图6 初始浓度对AS001生长及降解DBP和DEHP的影响Fig.6 Effect of initial concentration on biodegradation of DBP and DEHP by AS001 and its growth
图7 接菌量对AS001生长及降解DBP和DEHP的影响Fig.7 Effect of inoculum size (V/V) on biodegradation of DBP and DEHP by AS001 and its growth
2.3.4 接菌量对AS001生长及降解DBP和DEHP的影响
不同接菌量对菌株AS001生长及对DBP和DEHP的降解率影响见图7。总体上,菌株对DBP的降解率高于对DEHP的降解率。接菌量为0时,D600为0.006,菌株对DBP降解率为8.57%,对DEHP的降解率为5.53%。作为空白对照处理,表明自然状态下转速等其他因素对DBP和DEHP的降解率会有影响,但影响效果较小,突出菌株对DBP和DEHP的降解效果明显。接菌量增至1%时,菌株生长速度,以及DBP和DEHP的降解率迅速提高;但接菌量由2%增至4%时,菌株生长及对DBP和DEHP的降解率缓慢增加,D600由0.13增加至0.14,对DBP的降解率由86.05%增长至96.63%,对DEHP的降解率由27.06%增长至35.69%,且两者降解率均达到最大;当接菌量增加至5%时,菌株生长及对DBP和DEHP的降解率基本稳定,DBP的降解率维持在96.6%左右,DEHP的降解率稳定在35.6%左右。主要原因是,PAEs作为碳源满足菌株的生长,随着接种量的增加,高浓度菌液中菌体自身的相互竞争,使得对DBP和DEHP的降解能力增加缓慢。

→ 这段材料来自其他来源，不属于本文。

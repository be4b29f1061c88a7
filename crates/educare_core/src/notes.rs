//! crates/educare_core/src/notes.rs
//!
//! Threaded course discussion. Notes form a tree through `parent_id`; reads
//! expand one level of replies under each top-level note.

use crate::domain::{AuthoredNote, Caller, NewNote, Note, NotePatch, NoteThread};
use crate::ports::{DatabaseService, PortError, PortResult};
use chrono::Utc;
use std::collections::HashMap;

/// Posts a note, or a reply when `parent_id` is set. Any note of the same
/// course can be replied to.
pub async fn add_note(
    db: &dyn DatabaseService,
    caller: &Caller,
    note: NewNote,
) -> PortResult<NoteThread> {
    db.get_course_by_id(note.course_id).await?;
    if let Some(parent_id) = note.parent_id {
        let parent = db.get_note_by_id(parent_id).await?;
        if parent.course_id != note.course_id {
            return Err(PortError::Validation(format!(
                "Note {} belongs to another course",
                parent_id
            )));
        }
    }

    let saved = db.create_note(caller.user_id, &note).await?;
    let author = db.get_user_by_id(caller.user_id).await?;
    Ok(NoteThread {
        root: AuthoredNote {
            note: saved,
            author_name: author.name,
        },
        replies: Vec::new(),
    })
}

/// Top-level notes of a course, each with its direct replies, oldest first.
pub async fn list_top_level_notes(
    db: &dyn DatabaseService,
    course_id: i64,
) -> PortResult<Vec<NoteThread>> {
    let roots = db.list_top_level_notes(course_id).await?;
    build_threads(db, roots).await
}

pub async fn get_note(db: &dyn DatabaseService, note_id: i64) -> PortResult<NoteThread> {
    let note = db.get_note_by_id(note_id).await?;
    let mut threads = build_threads(db, vec![note]).await?;
    threads
        .pop()
        .ok_or_else(|| PortError::NotFound(format!("Note {} not found", note_id)))
}

/// Patches a note. Only its author may edit it.
pub async fn update_note(
    db: &dyn DatabaseService,
    caller: &Caller,
    note_id: i64,
    patch: NotePatch,
) -> PortResult<NoteThread> {
    let mut note = db.get_note_by_id(note_id).await?;
    if note.author_id != caller.user_id {
        return Err(PortError::Forbidden(
            "You are not authorized to edit this note".to_string(),
        ));
    }

    if let Some(title) = patch.title {
        note.title = Some(title);
    }
    if let Some(content) = patch.content {
        note.content = content;
    }
    note.updated_at = Utc::now();

    let saved = db.save_note(&note).await?;
    let mut threads = build_threads(db, vec![saved]).await?;
    threads
        .pop()
        .ok_or_else(|| PortError::NotFound(format!("Note {} not found", note_id)))
}

async fn build_threads(db: &dyn DatabaseService, roots: Vec<Note>) -> PortResult<Vec<NoteThread>> {
    if roots.is_empty() {
        return Ok(Vec::new());
    }
    let root_ids: Vec<i64> = roots.iter().map(|n| n.id).collect();
    let replies = db.list_replies(&root_ids).await?;

    let mut author_ids: Vec<i64> = roots
        .iter()
        .chain(replies.iter())
        .map(|n| n.author_id)
        .collect();
    author_ids.sort_unstable();
    author_ids.dedup();
    let names: HashMap<i64, String> = db
        .get_users_by_ids(&author_ids)
        .await?
        .into_iter()
        .map(|u| (u.id, u.name))
        .collect();
    let authored = |note: Note| AuthoredNote {
        author_name: names.get(&note.author_id).cloned().unwrap_or_default(),
        note,
    };

    let mut by_parent: HashMap<i64, Vec<Note>> = HashMap::new();
    for reply in replies {
        if let Some(parent_id) = reply.parent_id {
            by_parent.entry(parent_id).or_default().push(reply);
        }
    }

    Ok(roots
        .into_iter()
        .map(|root| {
            let mut children = by_parent.remove(&root.id).unwrap_or_default();
            children.sort_by_key(|n| (n.created_at, n.id));
            NoteThread {
                replies: children.into_iter().map(&authored).collect(),
                root: authored(root),
            }
        })
        .collect())
}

2.3.5 温度对AS001生长及降解DBP和DEHP的影响
温度是影响细菌生长的重要因素之一,它能够通过影响微生物的代谢活动,降低酶的活性及DBP和DEHP的溶解度,进而影响PAEs的降解效率[30]。菌株AS001对环境温度非常敏感,如图8所示,总体上,菌株对DBP的降解率高于对DEHP的降解率。15 ℃时,菌株AS001的D600为0.06,对DBP和DEHP降解率仅为26.19%和23%,随着温度升高,其D600和降解率逐渐增加,25~35 ℃时增加较快,35 ℃时菌株的D600为0.12,对DBP和DEHP的降解率也达到最大,分别为95%和73.65%,降解效果最佳。随着温度继续升高,菌株的生长及对DBP和DEHP的降解率迅速下降,到45 ℃菌株AS001降解能力受到限制,对DBP和DEHP的降解率仅为18%和16.62%。图8表明,菌株AS001的最佳培养温度为30~35 ℃,适宜温度菌株生长较快,生物量增加较快,还可以增加DBP和DEHP在水中的溶解度,菌株的可利用碳源得到一定程度的增加,促进其生长;而低温和高温时,菌株基本处于休眠状态,生长量不高,对PAEs的降解受到抑制[21]。

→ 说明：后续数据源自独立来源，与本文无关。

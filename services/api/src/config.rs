//! services/api/src/config.rs
//!
//! Defines the application's configuration structure and loading logic.
//!
//! All configuration is loaded from environment variables at startup. The `.env`
//! file is used for local development.

use std::net::SocketAddr;
use std::path::PathBuf;
use std::str::FromStr;
use tracing::Level;

/// A custom error type for configuration loading failures.
#[derive(Debug, thiserror::Error)]
pub enum ConfigError {
    #[error("Missing the environment variable {0}")]
    MissingVar(String),
    #[error("Invalid value for the environment variable {0}: {1}")]
    InvalidValue(String, String),
}

/// Holds all configuration loaded from the environment at startup.
#[derive(Clone, Debug)]
pub struct Config {
    pub bind_address: SocketAddr,
    pub database_url: String,
    pub db_max_connections: u32,
    pub log_level: Level,
    pub upload_dir: PathBuf,
    pub upload_url_prefix: String,
    pub cors_origin: String,
    pub session_ttl_days: i64,
    pub max_upload_bytes: usize,
}

impl Config {
    /// Loads configuration from environment variables.
    ///
    /// It will look for a `.env` file in the current directory for development,
    /// but this is skipped in test environments to ensure tests are hermetic.
    pub fn from_env() -> Result<Self, ConfigError> {
        if !cfg!(test) {
            dotenvy::dotenv().ok();
        }
        Self::from_lookup(|key| std::env::var(key).ok())
    }

    /// Builds the configuration from an arbitrary key lookup.
    pub fn from_lookup<F>(lookup: F) -> Result<Self, ConfigError>
    where
        F: Fn(&str) -> Option<String>,
    {
        // --- Server and Database Settings ---
        let bind_address = parse_or(&lookup, "BIND_ADDRESS", "0.0.0.0:8080")?;
        let database_url =
            lookup("DATABASE_URL").ok_or_else(|| ConfigError::MissingVar("DATABASE_URL".to_string()))?;
        let db_max_connections = parse_or(&lookup, "DB_MAX_CONNECTIONS", "5")?;

        let log_level_str = lookup("RUST_LOG").unwrap_or_else(|| "INFO".to_string());
        let log_level = log_level_str.parse::<Level>().map_err(|_| {
            ConfigError::InvalidValue(
                "RUST_LOG".to_string(),
                format!("'{}' is not a valid log level", log_level_str),
            )
        })?;

        // --- Uploads ---
        let upload_dir = lookup("UPLOAD_DIR")
            .map(PathBuf::from)
            .unwrap_or_else(|| PathBuf::from("./uploads"));
        let upload_url_prefix = lookup("UPLOAD_URL_PREFIX")
            .map(|p| p.trim_end_matches('/').to_string())
            .unwrap_or_else(|| "/uploads".to_string());
        if !upload_url_prefix.starts_with('/') {
            return Err(ConfigError::InvalidValue(
                "UPLOAD_URL_PREFIX".to_string(),
                "must start with '/'".to_string(),
            ));
        }
        let max_upload_bytes = parse_or(&lookup, "MAX_UPLOAD_BYTES", "209715200")?;

        // --- HTTP and Auth ---
        let cors_origin =
            lookup("CORS_ORIGIN").unwrap_or_else(|| "http://localhost:3000".to_string());
        let session_ttl_days: i64 = parse_or(&lookup, "SESSION_TTL_DAYS", "30")?;
        if session_ttl_days <= 0 {
            return Err(ConfigError::InvalidValue(
                "SESSION_TTL_DAYS".to_string(),
                "must be positive".to_string(),
            ));
        }

        Ok(Self {
            bind_address,
            database_url,
            db_max_connections,
            log_level,
            upload_dir,
            upload_url_prefix,
            cors_origin,
            session_ttl_days,
            max_upload_bytes,
        })
    }
}

fn parse_or<F, T>(lookup: &F, key: &str, default: &str) -> Result<T, ConfigError>
where
    F: Fn(&str) -> Option<String>,
    T: FromStr,
    T::Err: std::fmt::Display,
{
    let raw = lookup(key).unwrap_or_else(|| default.to_string());
    raw.parse::<T>()
        .map_err(|e| ConfigError::InvalidValue(key.to_string(), e.to_string()))
}
pub mod access;
pub mod catalog;
pub mod domain;
pub mod enrollment;
pub mod notes;
pub mod ports;

#[cfg(test)]
mod testing;

pub use domain::{
    AuthoredNote, Caller, ContentPatch, Course, CourseContent, CoursePatch, Enrollment,
    EnrollmentView, FileType, NewContent, NewCourse, NewNote, Note, NotePatch, NoteThread,
    PaymentStatus, Role, User, UserCredentials,
};
pub use ports::{DatabaseService, FileStorageService, PortError, PortResult};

图8 温度对AS001生长及降解DBP和DEHP的影响Fig.8 Effect of temperature on biodegradation of DBP and DEHP by AS001 and its growth
3 结论
本研究从设施菜地土壤中分离得到了一株能够以邻苯二甲酸二丁酯(DBP)和邻苯二甲酸2-乙基己基酯(DEHP)有机污染物为唯一碳源和能源生长的细菌AS001,经过形态学特征、生理生化特征和16S rDNA序列系统学分析,初步鉴定该菌株为节杆菌(Arthrobactersp.)。菌株AS001的生长及对DBP和DEHP降解的最适宜条件为:175 r·min-1振荡培养,pH 7.0,初始浓度100 mg·L-1,接菌量4%,温度35 ℃。在最佳条件下,菌株AS001能高效利用DBP和DEHP作为碳源和能源进行生长,对DBP的降解率明显高于对DEHP的降解率。